- [WHAT IS BEING ASKED]: Once you reach the line containing "post with unresolvable" in the data below, restate each line word for word up to and including the one containing "pub async fn create_post(&self, content: &str)".

- [STUDY MATERIAL]:
● ● ● ● ● ● ●

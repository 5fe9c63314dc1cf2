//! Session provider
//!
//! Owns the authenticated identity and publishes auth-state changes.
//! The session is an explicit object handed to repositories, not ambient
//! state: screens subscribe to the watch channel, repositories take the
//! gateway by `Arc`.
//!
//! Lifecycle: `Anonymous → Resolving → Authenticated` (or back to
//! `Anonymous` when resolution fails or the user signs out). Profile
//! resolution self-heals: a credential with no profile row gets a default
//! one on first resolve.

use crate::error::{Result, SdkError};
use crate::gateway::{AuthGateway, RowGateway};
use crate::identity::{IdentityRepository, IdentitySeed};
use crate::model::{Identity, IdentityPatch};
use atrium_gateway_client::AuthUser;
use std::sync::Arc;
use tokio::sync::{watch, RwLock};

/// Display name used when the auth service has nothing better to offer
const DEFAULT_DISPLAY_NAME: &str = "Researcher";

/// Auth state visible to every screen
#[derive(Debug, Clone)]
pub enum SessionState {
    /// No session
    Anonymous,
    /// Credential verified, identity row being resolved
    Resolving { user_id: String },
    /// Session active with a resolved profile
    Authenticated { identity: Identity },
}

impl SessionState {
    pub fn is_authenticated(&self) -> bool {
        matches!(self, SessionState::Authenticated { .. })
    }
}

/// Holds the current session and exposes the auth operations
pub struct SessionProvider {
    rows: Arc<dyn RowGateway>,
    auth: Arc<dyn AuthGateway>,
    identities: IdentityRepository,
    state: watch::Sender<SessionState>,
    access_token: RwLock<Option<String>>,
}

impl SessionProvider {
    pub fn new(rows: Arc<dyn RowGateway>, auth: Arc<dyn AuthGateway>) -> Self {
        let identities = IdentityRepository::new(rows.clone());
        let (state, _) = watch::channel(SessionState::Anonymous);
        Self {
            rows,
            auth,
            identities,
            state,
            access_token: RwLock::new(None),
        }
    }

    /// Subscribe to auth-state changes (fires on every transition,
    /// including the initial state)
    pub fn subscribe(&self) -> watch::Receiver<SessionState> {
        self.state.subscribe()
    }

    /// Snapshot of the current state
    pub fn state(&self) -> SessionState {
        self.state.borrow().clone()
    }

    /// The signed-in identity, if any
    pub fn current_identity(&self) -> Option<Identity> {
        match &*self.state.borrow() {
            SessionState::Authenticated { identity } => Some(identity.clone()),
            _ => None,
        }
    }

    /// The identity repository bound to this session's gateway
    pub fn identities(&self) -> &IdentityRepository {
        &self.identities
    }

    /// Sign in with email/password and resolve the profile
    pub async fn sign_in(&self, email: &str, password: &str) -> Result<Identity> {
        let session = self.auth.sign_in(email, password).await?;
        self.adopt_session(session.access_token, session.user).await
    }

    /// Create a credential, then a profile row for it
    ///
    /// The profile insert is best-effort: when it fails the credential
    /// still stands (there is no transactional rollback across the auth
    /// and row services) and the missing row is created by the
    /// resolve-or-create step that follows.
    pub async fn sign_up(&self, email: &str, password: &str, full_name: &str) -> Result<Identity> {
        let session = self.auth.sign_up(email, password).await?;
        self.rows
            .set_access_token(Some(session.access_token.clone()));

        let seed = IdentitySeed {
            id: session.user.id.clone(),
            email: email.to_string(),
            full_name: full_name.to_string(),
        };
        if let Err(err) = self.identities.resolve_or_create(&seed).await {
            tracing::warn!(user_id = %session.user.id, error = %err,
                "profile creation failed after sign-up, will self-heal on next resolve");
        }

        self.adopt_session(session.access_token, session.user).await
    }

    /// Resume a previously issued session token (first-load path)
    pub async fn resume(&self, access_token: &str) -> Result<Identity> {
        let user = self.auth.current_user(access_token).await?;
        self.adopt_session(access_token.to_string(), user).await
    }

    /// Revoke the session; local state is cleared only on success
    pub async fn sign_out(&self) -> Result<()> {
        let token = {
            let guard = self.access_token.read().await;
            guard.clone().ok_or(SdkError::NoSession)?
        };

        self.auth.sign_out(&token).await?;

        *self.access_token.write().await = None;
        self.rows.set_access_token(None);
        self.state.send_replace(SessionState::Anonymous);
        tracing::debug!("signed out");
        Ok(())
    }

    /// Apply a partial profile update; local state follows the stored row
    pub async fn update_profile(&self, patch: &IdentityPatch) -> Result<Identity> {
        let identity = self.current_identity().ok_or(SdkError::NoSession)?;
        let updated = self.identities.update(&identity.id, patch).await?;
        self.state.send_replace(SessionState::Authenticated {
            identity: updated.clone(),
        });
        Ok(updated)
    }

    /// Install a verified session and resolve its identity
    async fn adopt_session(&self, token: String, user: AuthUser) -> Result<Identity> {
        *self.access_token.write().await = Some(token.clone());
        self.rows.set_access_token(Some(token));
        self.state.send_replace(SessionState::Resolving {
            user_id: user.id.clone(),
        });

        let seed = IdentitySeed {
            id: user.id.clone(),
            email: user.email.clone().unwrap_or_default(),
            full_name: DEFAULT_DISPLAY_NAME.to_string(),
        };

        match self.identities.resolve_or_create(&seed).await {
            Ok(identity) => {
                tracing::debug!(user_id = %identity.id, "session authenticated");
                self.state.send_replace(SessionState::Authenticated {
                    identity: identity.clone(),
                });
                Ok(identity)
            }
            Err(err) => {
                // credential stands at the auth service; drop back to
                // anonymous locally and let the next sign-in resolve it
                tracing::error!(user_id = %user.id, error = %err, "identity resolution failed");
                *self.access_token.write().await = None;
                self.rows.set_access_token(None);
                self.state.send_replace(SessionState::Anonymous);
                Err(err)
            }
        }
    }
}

● ● ● ● ● ● ●

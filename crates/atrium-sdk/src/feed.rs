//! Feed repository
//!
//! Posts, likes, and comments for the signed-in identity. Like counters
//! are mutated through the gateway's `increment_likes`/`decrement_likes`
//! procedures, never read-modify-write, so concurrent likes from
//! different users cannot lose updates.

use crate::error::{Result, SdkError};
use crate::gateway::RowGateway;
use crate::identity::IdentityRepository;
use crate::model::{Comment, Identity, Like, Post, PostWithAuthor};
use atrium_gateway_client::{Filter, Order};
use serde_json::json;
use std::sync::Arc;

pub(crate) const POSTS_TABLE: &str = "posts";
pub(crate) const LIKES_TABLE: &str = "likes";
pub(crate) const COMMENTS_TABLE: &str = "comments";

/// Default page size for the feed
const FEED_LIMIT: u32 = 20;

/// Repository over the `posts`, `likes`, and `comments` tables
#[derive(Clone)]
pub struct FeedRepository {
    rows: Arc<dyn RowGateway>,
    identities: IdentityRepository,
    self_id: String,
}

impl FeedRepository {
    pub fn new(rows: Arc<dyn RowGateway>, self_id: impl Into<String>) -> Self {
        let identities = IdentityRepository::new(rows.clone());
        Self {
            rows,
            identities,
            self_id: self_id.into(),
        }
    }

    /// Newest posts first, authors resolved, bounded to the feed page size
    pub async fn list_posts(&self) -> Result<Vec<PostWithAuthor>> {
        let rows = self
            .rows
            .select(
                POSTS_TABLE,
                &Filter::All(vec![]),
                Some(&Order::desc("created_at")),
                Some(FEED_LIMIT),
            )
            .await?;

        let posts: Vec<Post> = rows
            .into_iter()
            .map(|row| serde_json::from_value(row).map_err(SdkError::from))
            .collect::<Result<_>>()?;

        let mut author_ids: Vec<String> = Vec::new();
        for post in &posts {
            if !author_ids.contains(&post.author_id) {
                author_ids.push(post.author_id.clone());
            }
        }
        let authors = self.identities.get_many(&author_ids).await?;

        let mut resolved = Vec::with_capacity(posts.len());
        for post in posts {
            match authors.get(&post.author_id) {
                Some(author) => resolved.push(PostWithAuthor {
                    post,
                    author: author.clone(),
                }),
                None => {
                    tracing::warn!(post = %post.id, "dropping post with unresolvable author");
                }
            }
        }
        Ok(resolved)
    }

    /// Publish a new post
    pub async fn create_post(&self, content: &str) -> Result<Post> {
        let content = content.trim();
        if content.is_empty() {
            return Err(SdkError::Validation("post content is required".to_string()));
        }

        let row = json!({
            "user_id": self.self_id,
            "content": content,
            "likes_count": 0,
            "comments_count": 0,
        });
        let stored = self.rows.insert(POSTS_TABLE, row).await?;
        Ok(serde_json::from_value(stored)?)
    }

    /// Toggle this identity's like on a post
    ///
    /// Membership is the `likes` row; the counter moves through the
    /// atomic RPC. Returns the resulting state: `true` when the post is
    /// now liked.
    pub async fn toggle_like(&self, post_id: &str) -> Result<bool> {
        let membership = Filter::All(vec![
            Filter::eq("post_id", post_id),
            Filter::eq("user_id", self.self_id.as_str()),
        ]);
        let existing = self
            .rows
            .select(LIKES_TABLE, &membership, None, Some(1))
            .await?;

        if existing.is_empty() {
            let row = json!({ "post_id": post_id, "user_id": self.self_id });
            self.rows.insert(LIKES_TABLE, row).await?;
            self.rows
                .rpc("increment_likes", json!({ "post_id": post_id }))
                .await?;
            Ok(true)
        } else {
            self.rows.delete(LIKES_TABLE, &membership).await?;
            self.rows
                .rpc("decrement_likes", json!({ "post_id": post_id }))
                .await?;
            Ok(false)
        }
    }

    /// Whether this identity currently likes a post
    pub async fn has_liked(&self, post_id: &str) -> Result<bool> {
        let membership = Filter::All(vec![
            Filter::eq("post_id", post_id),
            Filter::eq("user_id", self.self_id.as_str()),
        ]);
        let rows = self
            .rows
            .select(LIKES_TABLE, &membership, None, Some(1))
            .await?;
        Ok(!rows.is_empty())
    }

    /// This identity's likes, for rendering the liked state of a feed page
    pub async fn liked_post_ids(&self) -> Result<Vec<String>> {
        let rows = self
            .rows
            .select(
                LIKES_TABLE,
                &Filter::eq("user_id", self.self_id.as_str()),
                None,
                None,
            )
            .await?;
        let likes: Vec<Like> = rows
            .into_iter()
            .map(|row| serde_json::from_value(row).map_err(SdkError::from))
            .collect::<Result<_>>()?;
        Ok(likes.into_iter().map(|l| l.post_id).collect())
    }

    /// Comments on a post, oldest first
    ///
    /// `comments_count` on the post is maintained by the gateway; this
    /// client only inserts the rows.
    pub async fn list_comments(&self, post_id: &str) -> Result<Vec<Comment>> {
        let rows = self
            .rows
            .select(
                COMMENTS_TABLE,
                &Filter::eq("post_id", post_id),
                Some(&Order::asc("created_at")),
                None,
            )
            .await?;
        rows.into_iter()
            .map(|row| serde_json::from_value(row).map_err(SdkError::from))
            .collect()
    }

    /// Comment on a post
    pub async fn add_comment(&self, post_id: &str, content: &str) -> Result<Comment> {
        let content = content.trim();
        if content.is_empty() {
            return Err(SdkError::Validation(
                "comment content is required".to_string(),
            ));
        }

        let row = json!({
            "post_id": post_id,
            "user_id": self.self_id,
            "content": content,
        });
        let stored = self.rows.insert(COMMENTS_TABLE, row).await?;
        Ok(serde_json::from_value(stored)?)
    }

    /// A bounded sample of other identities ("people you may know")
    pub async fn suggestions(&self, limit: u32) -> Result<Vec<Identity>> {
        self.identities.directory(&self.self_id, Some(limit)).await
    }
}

● ● ● ● ● ● ●

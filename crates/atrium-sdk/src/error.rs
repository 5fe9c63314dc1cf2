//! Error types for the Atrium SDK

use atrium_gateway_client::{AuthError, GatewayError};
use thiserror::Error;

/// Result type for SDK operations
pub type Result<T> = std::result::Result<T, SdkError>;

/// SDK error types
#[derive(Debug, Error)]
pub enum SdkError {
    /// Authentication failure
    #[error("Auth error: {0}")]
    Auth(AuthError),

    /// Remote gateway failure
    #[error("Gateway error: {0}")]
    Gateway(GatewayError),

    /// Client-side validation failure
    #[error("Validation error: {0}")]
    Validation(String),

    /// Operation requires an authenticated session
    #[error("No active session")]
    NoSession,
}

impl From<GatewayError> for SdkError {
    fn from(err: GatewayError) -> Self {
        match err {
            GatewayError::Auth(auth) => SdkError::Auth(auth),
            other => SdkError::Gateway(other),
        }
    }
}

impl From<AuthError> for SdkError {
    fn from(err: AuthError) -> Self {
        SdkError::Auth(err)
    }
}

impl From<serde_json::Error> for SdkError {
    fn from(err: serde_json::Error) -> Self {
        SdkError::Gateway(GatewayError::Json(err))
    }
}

● ● ● ● ● ● ●

- [ANSWER SECTION]:
                    tracing::warn!(post = %post.id, "dropping post with unresolvable author");
                }
            }
        }
        Ok(resolved)
    }

    /// Publish a new post
    pub async fn create_post(&self, content: &str) -> Result<Post> {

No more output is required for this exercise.